Taylor, based in Vancouver, British Columbia, predicts the first supply gap could occur as early as 2019. "This is when there may not be enough incremental lumber supplies that are readily available to meet overall projected U.S. demand without seeing an increase (versus the forecast decrease) in Canadian lumber imports," he wrote in a news release. “What this all could mean is that ongoing price volatility can be expected again in 2018 and even more so in 2019 and/or 2020 when further record-level lumber prices are forecast in the U.S. market.”

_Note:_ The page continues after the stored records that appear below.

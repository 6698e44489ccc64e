//! A `Metrics` value threaded from the top, replacing the source's
//! process-wide Prometheus singletons (DESIGN NOTES: "Global metrics
//! registries ... are trivially replaced by a `Metrics` value threaded
//! from the top"). Backed by the `metrics` facade so the recorder
//! itself (e.g. `metrics-exporter-prometheus`) is installed once by
//! the binary and every call here is a cheap, recorder-agnostic
//! record/increment.

use metrics::{counter, gauge, histogram};
use metrics_exporter_prometheus::{BuildError, Matcher, PrometheusBuilder, PrometheusHandle};

/// Installs the process-wide Prometheus recorder with
/// `monstache_sink_commit_latency`'s buckets fixed at
/// 100/300/500/1000ms per §6, and returns the handle a caller can
/// render from its own exposition route. Building that route (the
/// `/metrics` HTTP endpoint) is the out-of-scope host CLI's
/// responsibility (§1); this only installs the recorder so the four
/// named metrics accumulate correctly regardless of whether anything
/// ever scrapes them.
pub fn install_recorder() -> Result<PrometheusHandle, BuildError> {
    PrometheusBuilder::new()
        .set_buckets_for_metric(
            Matcher::Full("monstache_sink_commit_latency".to_string()),
            &[100.0, 300.0, 500.0, 1000.0],
        )?
        .install_recorder()
}

/// The four fixed metric names/shapes the engine exposes. Cloning is
/// cheap: there is no per-instance state here, only a marker that
/// callers go through this type rather than calling `metrics::*!`
/// macros directly from business logic.
#[derive(Debug, Clone, Default)]
pub struct Metrics;

impl Metrics {
    pub fn new() -> Self {
        Self
    }

    /// `monstache_current_op_ts` (gauge): epoch seconds of the most
    /// recently observed change event.
    pub fn set_current_op_ts(&self, epoch_seconds: u32) {
        gauge!("monstache_current_op_ts").set(epoch_seconds as f64);
    }

    /// `monstache_received_ops_total{ns,op}` (counter): incremented
    /// when TransformStage accepts an event for a namespace/op kind.
    pub fn record_received(&self, namespace: &str, op: &str) {
        counter!("monstache_received_ops_total", "ns" => namespace.to_string(), "op" => op.to_string())
            .increment(1);
    }

    /// `monstache_processed_ops_total{sink}` (counter): incremented
    /// per Request delivered by a successful Commit.
    pub fn record_processed(&self, sink: &str, count: u64) {
        counter!("monstache_processed_ops_total", "sink" => sink.to_string()).increment(count);
    }

    /// `monstache_sink_commit_latency{sink}` (histogram, milliseconds,
    /// buckets 100/300/500/1000): observed once per Commit call,
    /// success or failure.
    pub fn observe_commit_latency(&self, sink: &str, millis: f64) {
        histogram!("monstache_sink_commit_latency", "sink" => sink.to_string()).record(millis);
    }
}
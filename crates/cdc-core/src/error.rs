//! Error taxonomy for the engine. Every component returns `EngineError`
//! (or a crate-local alias of it); each variant carries the context a
//! log call site needs without re-parsing a message string.

/// The six error kinds the engine distinguishes, plus a catch-all for
/// anything a lower-level dependency raises that doesn't map cleanly
/// onto one of them.
#[derive(Debug, thiserror::Error)]
pub enum EngineError {
    /// Missing required fields, malformed regex, unparseable TOML.
    /// Fatal at startup.
    #[error("config error: {0}")]
    Config(String),

    /// Network, timeout, 5xx from a sink. Retried with backoff.
    #[error("transient commit error for sink {sink}: {source}")]
    TransientCommit {
        sink: String,
        #[source]
        source: anyhow::Error,
    },

    /// 4xx, or a schema mismatch not masked by skip-unknown-fields.
    /// Retried identically to `TransientCommit` at the BulkProcessor
    /// layer, but triggers dump-on-error where configured.
    #[error("permanent commit error for sink {sink}: {source}")]
    PermanentCommit {
        sink: String,
        #[source]
        source: anyhow::Error,
    },

    /// A table existence check or create-table call failed. Fails the
    /// whole Commit it was part of.
    #[error("table ensure error for table {table}: {source}")]
    TableEnsure {
        table: String,
        #[source]
        source: anyhow::Error,
    },

    /// Malformed id or data during TransformStage. The event is
    /// skipped, not forwarded; this variant exists for the log call
    /// site, not for propagation.
    #[error("transform error for namespace {namespace}: {reason}")]
    Transform { namespace: String, reason: String },

    /// Save/Load against the offset store failed. Propagated to the
    /// caller; the engine never retries offset writes automatically.
    #[error("offset store error ({op}) for resume name {resume_name}: {source}")]
    OffsetStore {
        op: &'static str,
        resume_name: String,
        #[source]
        source: anyhow::Error,
    },

    #[error(transparent)]
    Other(#[from] anyhow::Error),
}

impl EngineError {
    /// True for the commit-error kinds BulkProcessor retries with
    /// backoff. `TransientCommit` and `PermanentCommit` are retried
    /// identically — only dump-on-error distinguishes them. `TableEnsure`
    /// is included because a `SinkClient::commit` that fails to ensure
    /// its tables propagates that error straight out of `commit`, and
    /// §7 states it is "subject to the same retry policy" as the other
    /// commit-error kinds.
    pub fn is_retryable_commit_error(&self) -> bool {
        matches!(
            self,
            EngineError::TransientCommit { .. }
                | EngineError::PermanentCommit { .. }
                | EngineError::TableEnsure { .. }
        )
    }

    /// True when the error kind calls for a dump-on-error forensic
    /// file (permanent errors only — a transient network blip isn't
    /// worth dumping rows for).
    pub fn wants_dump_on_error(&self) -> bool {
        matches!(self, EngineError::PermanentCommit { .. })
    }
}

pub type Result<T> = std::result::Result<T, EngineError>;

The tariffs and countervailing duties imposed on Canadian softwood lumber amount to a roughly 20% increase in the cost of wood from that nation. Such an import duty will give many U.S. mills a substantial cost advantage, Taylor wrote. He noted that capacity expansions already have started and more are expected. This should allow American mills to increase their market share of its home market

"From near 34 billion board fee in 2017, total U.S. output is forecast to increase by around 10 billion board feet by 2022, depending on the mill capacity increases in the U.S.," Taylor wrote. "This forecast production surge is considered to be a very aggressive and will be difficult to achieve, but it is considered possible given the improved competitive advantage of U.S. mills as lumber prices rise."

Meanwhile, Canadian lumber production will dip slightly in 2018 and potentially in 2019 from the impact of U.S. import duties and tight timber supplies, in part because some companies might choose to export to China.

European structural softwood lumber imports are forecast to "ramp up dramatically" from their current minuscule share of the U.S. market.

All told, "Given the positive outlook for the U.S. housing market over the next five years coupled with the imposition of final U.S. import duties starting imminently, even higher U.S. lumber prices than were achieved in 2017 are forecast--at least at various times," Taylor said.